══ Excerpted records ══
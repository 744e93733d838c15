//! Pipeline-style writes
//!
//! Every write serializes the accumulated stages, partitions them into a
//! merged match filter and the remaining pipeline, and issues exactly one
//! driver call:
//!
//! ```text
//! stages ──serialize──► [ $match, $sort, $match, ... ]
//!                                │ partition
//!                  ┌─────────────┴──────────────┐
//!               filter                 [ $sort, ..., update stage ]
//!                  └──────────► update_many ◄───┘
//! ```
//!
//! Driver failures are logged with the operation name and returned as-is.

use serde_json::{json, Map, Number, Value};

use super::accumulator::field_ref;
use super::builder::AggregationBuilder;
use super::driver::UpdateResult;
use super::serializer::partition;
use super::{PipelineError, Result};

/// Target columns of an arithmetic update
#[derive(Debug, Clone, PartialEq)]
pub enum FieldDeltas {
    /// One column, default delta
    Column(String),
    /// Several columns, same default delta
    Columns(Vec<String>),
    /// Column → delta
    Map(Map<String, Value>),
}

impl FieldDeltas {
    /// Pair every column with its delta, using `default` when none was given
    fn resolve(self, default: f64) -> Result<Vec<(String, Value)>> {
        let default = number(default)?;
        let pairs = match self {
            FieldDeltas::Column(column) => vec![(column, default)],
            FieldDeltas::Columns(columns) => columns
                .into_iter()
                .map(|column| (column, default.clone()))
                .collect(),
            FieldDeltas::Map(map) => map
                .into_iter()
                .map(|(column, delta)| {
                    if delta.is_number() {
                        Ok((column, delta))
                    } else {
                        Err(PipelineError::InvalidArgument(format!(
                            "delta for '{}' must be a number, got {}",
                            column, delta
                        )))
                    }
                })
                .collect::<Result<Vec<_>>>()?,
        };

        if pairs.is_empty() {
            return Err(PipelineError::InvalidArgument(
                "update requires at least one column".into(),
            ));
        }
        Ok(pairs)
    }
}

impl From<&str> for FieldDeltas {
    fn from(column: &str) -> Self {
        FieldDeltas::Column(column.to_string())
    }
}

impl From<String> for FieldDeltas {
    fn from(column: String) -> Self {
        FieldDeltas::Column(column)
    }
}

impl From<Vec<&str>> for FieldDeltas {
    fn from(columns: Vec<&str>) -> Self {
        FieldDeltas::Columns(columns.into_iter().map(String::from).collect())
    }
}

impl From<&[&str]> for FieldDeltas {
    fn from(columns: &[&str]) -> Self {
        FieldDeltas::Columns(columns.iter().map(|c| c.to_string()).collect())
    }
}

impl From<Vec<String>> for FieldDeltas {
    fn from(columns: Vec<String>) -> Self {
        FieldDeltas::Columns(columns)
    }
}

impl From<Map<String, Value>> for FieldDeltas {
    fn from(map: Map<String, Value>) -> Self {
        FieldDeltas::Map(map)
    }
}

fn number(value: f64) -> Result<Value> {
    if value.fract() == 0.0 && value.abs() < i64::MAX as f64 {
        return Ok(Value::from(value as i64));
    }
    Number::from_f64(value)
        .map(Value::Number)
        .ok_or_else(|| PipelineError::InvalidArgument(format!("delta {} is not finite", value)))
}

fn is_zero(value: &Value) -> bool {
    value.as_f64().map_or(false, |v| v == 0.0)
}

/// `{ "$set": { col: { op: [ { "$ifNull": ["$col", 0] }, delta ] } } }`
fn arithmetic_stage(operator: &str, pairs: Vec<(String, Value)>) -> Value {
    let mut set = Map::new();
    for (column, delta) in pairs {
        let current = json!({ "$ifNull": [field_ref(&column), 0] });
        let mut expr = Map::new();
        expr.insert(operator.to_string(), json!([current, delta]));
        set.insert(column, Value::Object(expr));
    }
    json!({ "$set": set })
}

impl AggregationBuilder {
    async fn apply_update(&self, operation: &'static str, update: Value) -> Result<UpdateResult> {
        let plan = partition(self.to_pipeline());
        let mut pipeline = plan.pipeline;
        pipeline.push(update);

        tracing::debug!(
            collection = %self.collection,
            operation,
            stages = pipeline.len(),
            "running update"
        );
        self.driver
            .update_many(&self.collection, plan.filter, pipeline)
            .await
            .map_err(|e| {
                tracing::error!(operation, collection = %self.collection, error = %e, "update failed");
                e
            })
    }

    /// Set fields to literal values on every matching row
    pub async fn update(&self, values: Map<String, Value>) -> Result<UpdateResult> {
        if values.is_empty() {
            return Err(PipelineError::InvalidArgument(
                "update requires at least one field".into(),
            ));
        }
        self.apply_update("update", json!({ "$set": values })).await
    }

    /// Add to numeric fields; missing fields count as zero.
    ///
    /// Columns without an explicit delta are incremented by one.
    pub async fn increment(&self, target: impl Into<FieldDeltas>) -> Result<UpdateResult> {
        let pairs = target.into().resolve(1.0)?;
        self.apply_update("increment", arithmetic_stage("$add", pairs))
            .await
    }

    /// Subtract from numeric fields; missing fields count as zero
    pub async fn decrement(&self, target: impl Into<FieldDeltas>) -> Result<UpdateResult> {
        let pairs = target.into().resolve(1.0)?;
        self.apply_update("decrement", arithmetic_stage("$subtract", pairs))
            .await
    }

    /// Multiply numeric fields by `factor` (or the per-column factors)
    pub async fn multiply(
        &self,
        target: impl Into<FieldDeltas>,
        factor: f64,
    ) -> Result<UpdateResult> {
        let pairs = target.into().resolve(factor)?;
        self.apply_update("multiply", arithmetic_stage("$multiply", pairs))
            .await
    }

    /// Divide numeric fields by `divisor` (or the per-column divisors).
    ///
    /// A zero divisor is rejected before the driver is contacted.
    pub async fn divide(&self, target: impl Into<FieldDeltas>, divisor: f64) -> Result<UpdateResult> {
        let pairs = target.into().resolve(divisor)?;
        if let Some((column, _)) = pairs.iter().find(|(_, delta)| is_zero(delta)) {
            return Err(PipelineError::DivisionByZero {
                column: column.clone(),
            });
        }
        self.apply_update("divide", arithmetic_stage("$divide", pairs))
            .await
    }

    /// Remove fields from every matching row
    pub async fn unset(&self, columns: &[&str]) -> Result<UpdateResult> {
        if columns.is_empty() {
            return Err(PipelineError::InvalidArgument(
                "unset requires at least one column".into(),
            ));
        }
        self.apply_update("unset", json!({ "$unset": columns })).await
    }

    /// Delete every row matching the accumulated match stages.
    ///
    /// Only match stages contribute; anything else is dropped with a warning.
    pub async fn delete(&self) -> Result<u64> {
        let plan = partition(self.to_pipeline());
        if !plan.pipeline.is_empty() {
            tracing::warn!(
                collection = %self.collection,
                dropped = plan.pipeline.len(),
                "delete ignores non-match stages"
            );
        }

        tracing::debug!(collection = %self.collection, operation = "delete", "running delete");
        self.driver
            .delete_many(&self.collection, plan.filter)
            .await
            .map_err(|e| {
                tracing::error!(operation = "delete", collection = %self.collection, error = %e, "delete failed");
                e
            })
    }
}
═══
§ **Required work**:
What number of lines in the listing above hold the string "plan"? Give that number and nothing else.

§ **Answer section**:
7